Some quotes from The Associated Press.
March 11th, 2009
Most of us hope we and our loved ones won't end up in the hospital. In the event that we do, we have the hope that we will get through what we are in the hospital for and go home better off than we came to the hospital for.
The remarkable thing that many people don't know is that nearly 100,000 people per year get terrible infections in the hospital and die from them. One out of 20 patients get infections that they contracted in the hospital and some patients survive but have to be on medication for months or years, or even end up with long term or permanent illnesses or disabilities due to these infections.
What are some of the ways to avoid this situation? Several things have been suggested.
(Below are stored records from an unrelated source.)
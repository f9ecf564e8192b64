//! Mock package tool for testing
//!
//! Releases live in memory. Failures can be scripted per release, and every
//! call is counted and logged in order so tests can assert on side effects.

use async_trait::async_trait;
use std::collections::{HashMap, HashSet, VecDeque};
use std::sync::{Arc, Mutex, MutexGuard, PoisonError};

use stratum_core::Values;

use super::{ApplyOutcome, ApplyRequest, PackageTool};
use crate::error::{KubeError, Result};

/// Counts of operations performed for testing assertions
#[derive(Debug, Default, Clone, PartialEq, Eq)]
pub struct OperationCounts {
    pub applies: usize,
    pub statuses: usize,
    pub uninstalls: usize,
}

#[derive(Debug, Clone)]
enum Failure {
    Transient(String),
    Conflict(String),
}

#[derive(Default)]
struct State {
    /// namespace/release -> applied values
    releases: HashMap<String, Values>,
    /// release -> failures consumed by the next applies
    failures: HashMap<String, VecDeque<Failure>>,
    /// release -> failure returned by every apply
    permanent: HashMap<String, Failure>,
    /// release -> error returned by every status call
    status_failures: HashMap<String, String>,
    /// releases whose status call never answers
    hung: HashSet<String>,
    counts: OperationCounts,
    /// `apply:<release>` / `uninstall:<release>` in call order
    calls: Vec<String>,
}

/// In-memory package tool for testing
#[derive(Clone, Default)]
pub struct MockPackageTool {
    state: Arc<Mutex<State>>,
}

impl MockPackageTool {
    pub fn new() -> Self {
        Self::default()
    }

    fn lock(&self) -> MutexGuard<'_, State> {
        self.state.lock().unwrap_or_else(PoisonError::into_inner)
    }

    /// Pretend a release already exists
    pub fn with_installed(self, release: &str, namespace: &str) -> Self {
        self.lock()
            .releases
            .insert(key(namespace, release), Values::new());
        self
    }

    /// Fail the next `times` applies of a release
    pub fn fail_next(&self, release: &str, times: usize, message: &str) {
        let mut state = self.lock();
        let queue = state.failures.entry(release.to_string()).or_default();
        for _ in 0..times {
            queue.push_back(Failure::Transient(message.to_string()));
        }
    }

    /// Fail every apply of a release until cleared
    pub fn fail_always(&self, release: &str, message: &str) {
        self.lock()
            .permanent
            .insert(release.to_string(), Failure::Transient(message.to_string()));
    }

    /// Report a conflicting pre-existing resource on every apply
    pub fn conflict(&self, release: &str, message: &str) {
        self.lock()
            .permanent
            .insert(release.to_string(), Failure::Conflict(message.to_string()));
    }

    /// Fail every status call for a release until cleared
    pub fn fail_status(&self, release: &str, message: &str) {
        self.lock()
            .status_failures
            .insert(release.to_string(), message.to_string());
    }

    /// Make status calls for a release block forever
    pub fn hang_status(&self, release: &str) {
        self.lock().hung.insert(release.to_string());
    }

    pub fn clear_failures(&self, release: &str) {
        let mut state = self.lock();
        state.failures.remove(release);
        state.permanent.remove(release);
        state.status_failures.remove(release);
        state.hung.remove(release);
    }

    pub fn is_installed(&self, release: &str, namespace: &str) -> bool {
        self.lock().releases.contains_key(&key(namespace, release))
    }

    /// Values of the last successful apply
    pub fn applied_values(&self, release: &str, namespace: &str) -> Option<Values> {
        self.lock().releases.get(&key(namespace, release)).cloned()
    }

    /// Get operation counts for assertions
    pub fn operation_counts(&self) -> OperationCounts {
        self.lock().counts.clone()
    }

    /// Mutating calls in order
    pub fn calls(&self) -> Vec<String> {
        self.lock().calls.clone()
    }

    /// Reset counts and the call log
    pub fn reset_counts(&self) {
        let mut state = self.lock();
        state.counts = OperationCounts::default();
        state.calls.clear();
    }
}

fn key(namespace: &str, release: &str) -> String {
    format!("{}/{}", namespace, release)
}

fn into_error(release: &str, failure: Failure) -> KubeError {
    match failure {
        Failure::Transient(message) => KubeError::PackageTool {
            release: release.to_string(),
            message,
        },
        Failure::Conflict(message) => KubeError::Conflict {
            release: release.to_string(),
            message,
        },
    }
}

#[async_trait]
impl PackageTool for MockPackageTool {
    async fn apply(&self, request: &ApplyRequest) -> Result<ApplyOutcome> {
        let mut state = self.lock();
        state.counts.applies += 1;
        state.calls.push(format!("apply:{}", request.release));

        let scripted = state
            .failures
            .get_mut(&request.release)
            .and_then(VecDeque::pop_front)
            .or_else(|| state.permanent.get(&request.release).cloned());
        if let Some(failure) = scripted {
            return Err(into_error(&request.release, failure));
        }

        state.releases.insert(
            key(&request.namespace, &request.release),
            request.values.clone(),
        );
        Ok(ApplyOutcome {
            installed: true,
            logs: format!("Release \"{}\" has been upgraded", request.release),
        })
    }

    async fn status(&self, release: &str, namespace: &str) -> Result<bool> {
        {
            let mut state = self.lock();
            state.counts.statuses += 1;
            if let Some(message) = state.status_failures.get(release) {
                return Err(KubeError::PackageTool {
                    release: release.to_string(),
                    message: message.clone(),
                });
            }
            if !state.hung.contains(release) {
                return Ok(state.releases.contains_key(&key(namespace, release)));
            }
        }
        std::future::pending::<()>().await;
        Ok(false)
    }

    async fn uninstall(&self, release: &str, namespace: &str) -> Result<()> {
        let mut state = self.lock();
        state.counts.uninstalls += 1;
        state.calls.push(format!("uninstall:{}", release));
        state.releases.remove(&key(namespace, release));
        Ok(())
    }
}
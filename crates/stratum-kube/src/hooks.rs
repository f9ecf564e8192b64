//! Per-component hooks
//!
//! Most components only need the defaults: enablement straight from the
//! configuration, no extra work around install/upgrade/uninstall, and readiness
//! from the workload probe. Components with special needs register their own
//! [`ComponentHooks`] in the [`HookTable`] under their name.

use async_trait::async_trait;
use std::collections::HashMap;
use std::sync::Arc;

use stratum_core::{Component, EffectiveConfig, Values};

use crate::error::Result;
use crate::readiness::{Readiness, ReadinessProber};

/// What a hook gets to see
#[derive(Debug, Clone, Copy)]
pub struct HookContext<'a> {
    pub component: &'a Component,
    pub config: &'a EffectiveConfig,
    /// Resolved install namespace
    pub namespace: &'a str,
    /// Merged values, when the step computed them
    pub values: Option<&'a Values>,
}

#[async_trait]
pub trait ComponentHooks: Send + Sync {
    fn is_enabled(&self, component: &Component, config: &EffectiveConfig) -> bool {
        config.is_enabled(component)
    }

    async fn pre_install(&self, _ctx: &HookContext<'_>) -> Result<()> {
        Ok(())
    }

    async fn post_install(&self, _ctx: &HookContext<'_>) -> Result<()> {
        Ok(())
    }

    async fn pre_upgrade(&self, _ctx: &HookContext<'_>) -> Result<()> {
        Ok(())
    }

    async fn pre_uninstall(&self, _ctx: &HookContext<'_>) -> Result<()> {
        Ok(())
    }

    async fn is_ready(&self, ctx: &HookContext<'_>, prober: &ReadinessProber) -> Result<Readiness> {
        prober.probe(ctx.component, ctx.namespace).await
    }
}

/// Hooks used by every component without an entry
#[derive(Debug, Clone, Copy, Default)]
pub struct DefaultHooks;

#[async_trait]
impl ComponentHooks for DefaultHooks {}

static DEFAULT_HOOKS: DefaultHooks = DefaultHooks;

/// Hook overrides keyed by component name
#[derive(Clone, Default)]
pub struct HookTable {
    entries: HashMap<String, Arc<dyn ComponentHooks>>,
}

impl HookTable {
    pub fn new() -> Self {
        Self::default()
    }

    pub fn with(mut self, component: impl Into<String>, hooks: Arc<dyn ComponentHooks>) -> Self {
        self.register(component, hooks);
        self
    }

    pub fn register(&mut self, component: impl Into<String>, hooks: Arc<dyn ComponentHooks>) {
        self.entries.insert(component.into(), hooks);
    }

    /// Hooks for a component, falling back to the defaults
    pub fn get(&self, component: &str) -> &dyn ComponentHooks {
        self.entries
            .get(component)
            .map(|hooks| hooks.as_ref())
            .unwrap_or(&DEFAULT_HOOKS)
    }

    pub fn has_override(&self, component: &str) -> bool {
        self.entries.contains_key(component)
    }
}

impl std::fmt::Debug for HookTable {
    fn fmt(&self, f: &mut std::fmt::Formatter<'_>) -> std::fmt::Result {
        let mut names: Vec<_> = self.entries.keys().collect();
        names.sort();
        f.debug_struct("HookTable").field("overrides", &names).finish()
    }
}
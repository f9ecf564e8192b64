//! Component definitions
//!
//! A component is one independently installable unit of the platform: a chart,
//! the namespace it lands in, the components it depends on, and the metadata
//! used to build its values and judge its readiness.

use once_cell::sync::Lazy;
use regex::Regex;
use semver::Version;
use serde::{Deserialize, Serialize};
use std::fmt;

use crate::error::{CoreError, Result};
use crate::values::Values;

/// DNS-1123 label, which is what helm accepts for release names
static NAME_RE: Lazy<Regex> =
    Lazy::new(|| Regex::new(r"^[a-z0-9]([-a-z0-9]*[a-z0-9])?$").expect("valid regex"));

/// An installable unit of the platform
#[derive(Debug, Clone, Serialize, Deserialize)]
#[serde(rename_all = "camelCase")]
pub struct Component {
    /// Unique key in the registry
    pub name: String,

    /// Namespace the chart is installed into
    pub namespace: String,

    /// Helm release name, defaults to `name`
    #[serde(default, skip_serializing_if = "Option::is_none")]
    pub release_name: Option<String>,

    /// Chart location handed to the package tool (path, URL or repo/chart)
    pub chart: String,

    /// Chart version, when the location needs one
    #[serde(default, skip_serializing_if = "Option::is_none")]
    pub chart_version: Option<String>,

    /// Names of components that must be ready first
    #[serde(default)]
    pub dependencies: Vec<String>,

    /// Whether the component is enabled when the configuration says nothing
    #[serde(default = "default_true")]
    pub enabled_by_default: bool,

    /// Built-in default values (lowest precedence)
    #[serde(default)]
    pub values: Values,

    /// Build manifest subcomponents whose images this chart consumes
    #[serde(default)]
    pub image_subcomponents: Vec<String>,

    #[serde(default)]
    pub ignore_image_overrides: bool,

    /// Keep `namespace` even when the configuration relocates components
    #[serde(default)]
    pub ignore_namespace_override: bool,

    /// A platform version change alone does not upgrade this component
    #[serde(default)]
    pub skip_upgrade: bool,

    /// Oldest platform version that may install this component
    #[serde(default, skip_serializing_if = "Option::is_none")]
    pub min_platform_version: Option<Version>,

    #[serde(default)]
    pub readiness: ReadinessSpec,
}

fn default_true() -> bool {
    true
}

impl Component {
    /// Minimal component, mostly useful in tests and hand-built catalogs
    pub fn new(
        name: impl Into<String>,
        namespace: impl Into<String>,
        chart: impl Into<String>,
    ) -> Self {
        Self {
            name: name.into(),
            namespace: namespace.into(),
            release_name: None,
            chart: chart.into(),
            chart_version: None,
            dependencies: Vec::new(),
            enabled_by_default: true,
            values: Values::new(),
            image_subcomponents: Vec::new(),
            ignore_image_overrides: false,
            ignore_namespace_override: false,
            skip_upgrade: false,
            min_platform_version: None,
            readiness: ReadinessSpec::default(),
        }
    }

    pub fn with_dependencies<I, S>(mut self, deps: I) -> Self
    where
        I: IntoIterator<Item = S>,
        S: Into<String>,
    {
        self.dependencies = deps.into_iter().map(Into::into).collect();
        self
    }

    pub fn with_values(mut self, values: Values) -> Self {
        self.values = values;
        self
    }

    pub fn with_workload(mut self, workload: WorkloadRef) -> Self {
        self.readiness.workloads.push(workload);
        self
    }

    pub fn disabled_by_default(mut self) -> Self {
        self.enabled_by_default = false;
        self
    }

    pub fn release_name(&self) -> &str {
        self.release_name.as_deref().unwrap_or(&self.name)
    }

    /// Check the name and release name are usable as helm release names
    pub fn validate(&self) -> Result<()> {
        for (field, value) in [("name", self.name.as_str()), ("releaseName", self.release_name())] {
            if value.len() > 53 || !NAME_RE.is_match(value) {
                return Err(CoreError::InvalidComponent {
                    name: self.name.clone(),
                    message: format!(
                        "{} '{}' must be a lowercase DNS label of at most 53 characters",
                        field, value
                    ),
                });
            }
        }
        if self.namespace.is_empty() {
            return Err(CoreError::InvalidComponent {
                name: self.name.clone(),
                message: "namespace is empty".to_string(),
            });
        }
        Ok(())
    }
}

/// Workloads that must be available before a component counts as ready
#[derive(Debug, Clone, PartialEq, Eq, Serialize, Deserialize)]
#[serde(rename_all = "camelCase")]
pub struct ReadinessSpec {
    #[serde(default)]
    pub workloads: Vec<WorkloadRef>,

    /// Minimum available replicas per workload
    #[serde(default = "default_min_available")]
    pub min_available: i32,
}

fn default_min_available() -> i32 {
    1
}

impl Default for ReadinessSpec {
    fn default() -> Self {
        Self {
            workloads: Vec::new(),
            min_available: default_min_available(),
        }
    }
}

/// Reference to a workload owned by a component
#[derive(Debug, Clone, PartialEq, Eq, Hash, Serialize, Deserialize)]
#[serde(rename_all = "camelCase")]
pub struct WorkloadRef {
    pub kind: WorkloadKind,
    pub name: String,

    /// Defaults to the component namespace
    #[serde(default, skip_serializing_if = "Option::is_none")]
    pub namespace: Option<String>,
}

impl WorkloadRef {
    pub fn deployment(name: impl Into<String>) -> Self {
        Self {
            kind: WorkloadKind::Deployment,
            name: name.into(),
            namespace: None,
        }
    }

    pub fn statefulset(name: impl Into<String>) -> Self {
        Self {
            kind: WorkloadKind::StatefulSet,
            name: name.into(),
            namespace: None,
        }
    }

    pub fn daemonset(name: impl Into<String>) -> Self {
        Self {
            kind: WorkloadKind::DaemonSet,
            name: name.into(),
            namespace: None,
        }
    }

    pub fn in_namespace(mut self, namespace: impl Into<String>) -> Self {
        self.namespace = Some(namespace.into());
        self
    }

    pub fn namespace_or<'a>(&'a self, default: &'a str) -> &'a str {
        self.namespace.as_deref().unwrap_or(default)
    }
}

impl fmt::Display for WorkloadRef {
    fn fmt(&self, f: &mut fmt::Formatter<'_>) -> fmt::Result {
        match &self.namespace {
            Some(ns) => write!(f, "{}/{}/{}", self.kind, ns, self.name),
            None => write!(f, "{}/{}", self.kind, self.name),
        }
    }
}

#[derive(Debug, Clone, Copy, PartialEq, Eq, Hash, Serialize, Deserialize)]
pub enum WorkloadKind {
    Deployment,
    StatefulSet,
    DaemonSet,
}

impl fmt::Display for WorkloadKind {
    fn fmt(&self, f: &mut fmt::Formatter<'_>) -> fmt::Result {
        match self {
            WorkloadKind::Deployment => write!(f, "Deployment"),
            WorkloadKind::StatefulSet => write!(f, "StatefulSet"),
            WorkloadKind::DaemonSet => write!(f, "DaemonSet"),
        }
    }
}

#[cfg(test)]
mod tests {
    use super::*;

    #[test]
    fn test_deserialize_defaults() {
        let component: Component = serde_yaml::from_str(
            r#"
name: cert-manager
namespace: cert-manager
chart: charts/cert-manager
readiness:
  workloads:
    - kind: Deployment
      name: cert-manager
    - kind: Deployment
      name: cert-manager-webhook
"#,
        )
        .unwrap();

        assert!(component.enabled_by_default);
        assert!(component.dependencies.is_empty());
        assert_eq!(component.release_name(), "cert-manager");
        assert_eq!(component.readiness.min_available, 1);
        assert_eq!(component.readiness.workloads.len(), 2);
        assert!(component.values.is_empty());
    }

    #[test]
    fn test_validate_names() {
        assert!(Component::new("ingress", "ingress-nginx", "charts/ingress").validate().is_ok());
        assert!(Component::new("Ingress", "ingress-nginx", "charts/ingress").validate().is_err());
        assert!(Component::new("ingress-", "ingress-nginx", "charts/ingress").validate().is_err());
        assert!(Component::new("ingress", "", "charts/ingress").validate().is_err());

        let mut long = Component::new("ingress", "ns", "charts/ingress");
        long.release_name = Some("a".repeat(54));
        assert!(long.validate().is_err());
    }

    #[test]
    fn test_workload_display() {
        assert_eq!(WorkloadRef::deployment("api").to_string(), "Deployment/api");
        assert_eq!(
            WorkloadRef::statefulset("db").in_namespace("data").to_string(),
            "StatefulSet/data/db"
        );
    }
}
//! Plan command - preview a reconcile pass without touching the cluster

use std::collections::BTreeMap;

use stratum_core::{DependencyGraph, ExecutionPlan, MergeEngine, OverallStatus};
use tracing::warn;

use super::{Sources, load_config};
use crate::error::Result;
use crate::{OutputFormat, PlanArgs, display};

pub fn run(args: &PlanArgs) -> Result<()> {
    let sources = Sources::load(&args.sources)?;
    let config = load_config(args.config.as_deref())?;
    let current = match &args.status {
        Some(path) => serde_yaml::from_str::<OverallStatus>(&std::fs::read_to_string(path)?)?,
        None => OverallStatus::default(),
    };

    let graph = DependencyGraph::build(&sources.registry)?;

    // Only inline overrides can be resolved offline; the rest compare on version
    let engine = MergeEngine::new(sources.manifest.as_ref());
    let mut digests = BTreeMap::new();
    for component in sources.registry.list() {
        match engine.merge_inline(component, &config) {
            Ok(values) => {
                digests.insert(component.name.clone(), values.digest());
            }
            Err(e) => warn!(component = %component.name, error = %e, "Values not resolvable offline"),
        }
    }

    let plan = ExecutionPlan::build(
        &sources.registry,
        &graph,
        &config,
        &current,
        &digests,
        args.uninstall,
    );

    match args.output {
        OutputFormat::Text => display::print_plan(&plan)?,
        OutputFormat::Json => println!("{}", serde_json::to_string_pretty(&plan)?),
        OutputFormat::Yaml => print!("{}", serde_yaml::to_string(&plan)?),
    }
    Ok(())
}
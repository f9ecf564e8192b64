//! Run command - start the operator

use std::sync::Arc;

use stratum_core::{ReconcileSettings, RetryPolicy};
use stratum_kube::{
    ControllerOptions, ControllerState, HelmCli, HookTable, KubeOverrideSource,
    KubePlatformStore, KubeWorkloads, Orchestrator, OrchestratorConfig, run_controller,
};
use tracing::info;

use super::Sources;
use crate::RunArgs;
use crate::error::{CliError, Result};

/// Reconcile settings from the command line
fn settings(args: &RunArgs) -> ReconcileSettings {
    ReconcileSettings {
        apply_timeout: args.apply_timeout,
        readiness_timeout: args.readiness_timeout,
        requeue_interval: args.requeue_interval,
        resync_interval: args.resync_interval,
        retry: RetryPolicy::new(args.max_failures),
    }
}

pub async fn run(args: RunArgs) -> Result<()> {
    let (registry, manifest) = Sources::load(&args.sources)?.into_shared();

    info!(
        components = registry.len(),
        manifest_version = ?manifest.as_ref().map(|m| m.version.to_string()),
        "Starting stratum operator v{}",
        env!("CARGO_PKG_VERSION")
    );

    let client = kube::Client::try_default()
        .await
        .map_err(|e| CliError::Cluster {
            message: format!("cannot build a Kubernetes client: {}", e),
        })?;
    info!("Connected to Kubernetes cluster");

    let mut helm = HelmCli::new(&args.helm);
    if let Some(context) = &args.kube_context {
        helm = helm.with_context(context);
    }

    let orchestrator = Orchestrator::new(OrchestratorConfig {
        registry,
        manifest,
        package_tool: Arc::new(helm),
        workloads: Arc::new(KubeWorkloads::new(client.clone())),
        overrides: Arc::new(KubeOverrideSource::new(client.clone())),
        store: Arc::new(KubePlatformStore::new(client.clone())),
        hooks: HookTable::new(),
        settings: settings(&args),
    });

    let state = Arc::new(ControllerState {
        client,
        orchestrator,
    });
    let options = ControllerOptions {
        namespace: args.namespace,
        operator_namespace: args.operator_namespace,
        operator_selector: args.operator_selector,
    };

    run_controller(state, options).await?;
    info!("Controller stopped");
    Ok(())
}

#[cfg(test)]
mod tests {
    use super::*;
    use clap::Parser;
    use std::time::Duration;

    #[derive(Parser)]
    struct Harness {
        #[command(flatten)]
        run: RunArgs,
    }

    #[test]
    fn test_settings_from_flags() {
        let harness = Harness::parse_from([
            "stratum",
            "--catalog",
            "catalog.yaml",
            "--apply-timeout",
            "2m",
            "--max-failures",
            "3",
        ]);
        let settings = settings(&harness.run);

        assert_eq!(settings.apply_timeout, Duration::from_secs(120));
        assert_eq!(settings.readiness_timeout, Duration::from_secs(30));
        assert_eq!(settings.resync_interval, Duration::from_secs(300));
        assert_eq!(settings.retry.max_attempts, 3);
        assert_eq!(harness.run.helm.to_str(), Some("helm"));
    }
}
A 2005 report showed that hospitals could charge the cost of health care-associated infections to third-party payers such as Medicare and Medicaid. Medicare has changed its rules in response to these concerns and will no longer reimburse hospitals for the excess costs associated with the care of patients who contract a hospital-associated infection. But now hospitals have no incentive to accurately report their infection levels. If Medicare were to provide hospitals with more resources for infection control, rather than just penalize them for caring for very sick patients who contract a hospital-associated infection, hospitals might perform better. Really? Why not just perform better and be more careful now?
Last month, the U.S. Department of Health and Human Services released a plan urging hospitals and other health care facilities to adopt increased use of sterile techniques and follow strict protocols to prevent such infections. These include guidelines on the proper insertion of catheters and disinfection of ventilators, as well as practices that minimize risk of infection before, during and after surgery.
The University of Maryland Medical Center screens all patients at high risk for MRSA when they are admitted. Screening includes patients in intensive care units and those who have been in another health care facility during the past year. The tests are repeated during the hospital stay. Isolation precautions are instituted for those who test positive for MRSA. During the past year, the hospital has performed more than 33,000 MRSA screening tests. This aggressive action has slashed the hospital's rate of MRSA infection by more than 30 percent and has saved lives.
Patients with health care-associated infections move among hospitals, other health care facilities and nursing homes, and can spread the infections regionally. That means that a specific hospital does not necessarily receive all of the benefits from its infection control activities.
What's the solution? Infection control efforts should be a coordinated effort involving hospitals and HHS and the Centers for Medicare and Medicaid Services. Hospitals could be provided with tools and incentives to work together so that they can coordinate infection-control measures. If regional coordination existed, infections wouldn't just be transferred from one place to the next.
Health care-associated drug-resistant infections are a complex problem. The overselling and overuse of antibiotics, as well as the lack of new antibiotics in the research pipeline, are driving the high rates of resistant infections. Timely prescribing of antibiotics can help reduce infections in hospitals, but we have to work to reduce overprescribing as well. Hopefully government and hospitals will work together to come up with a policy that will bring this situation under control.
February 26th, 2009
This is a story about a man named Don. It really happened, and it really happened to Don.
Don really enjoys playing his guitar.
Tuning it, he says, is so much easier than getting into tune with his Medicare prescription provider, called Medco, (one of the largest Medicare medication distributors), which kept telling pharmacies Don's benefits had ended.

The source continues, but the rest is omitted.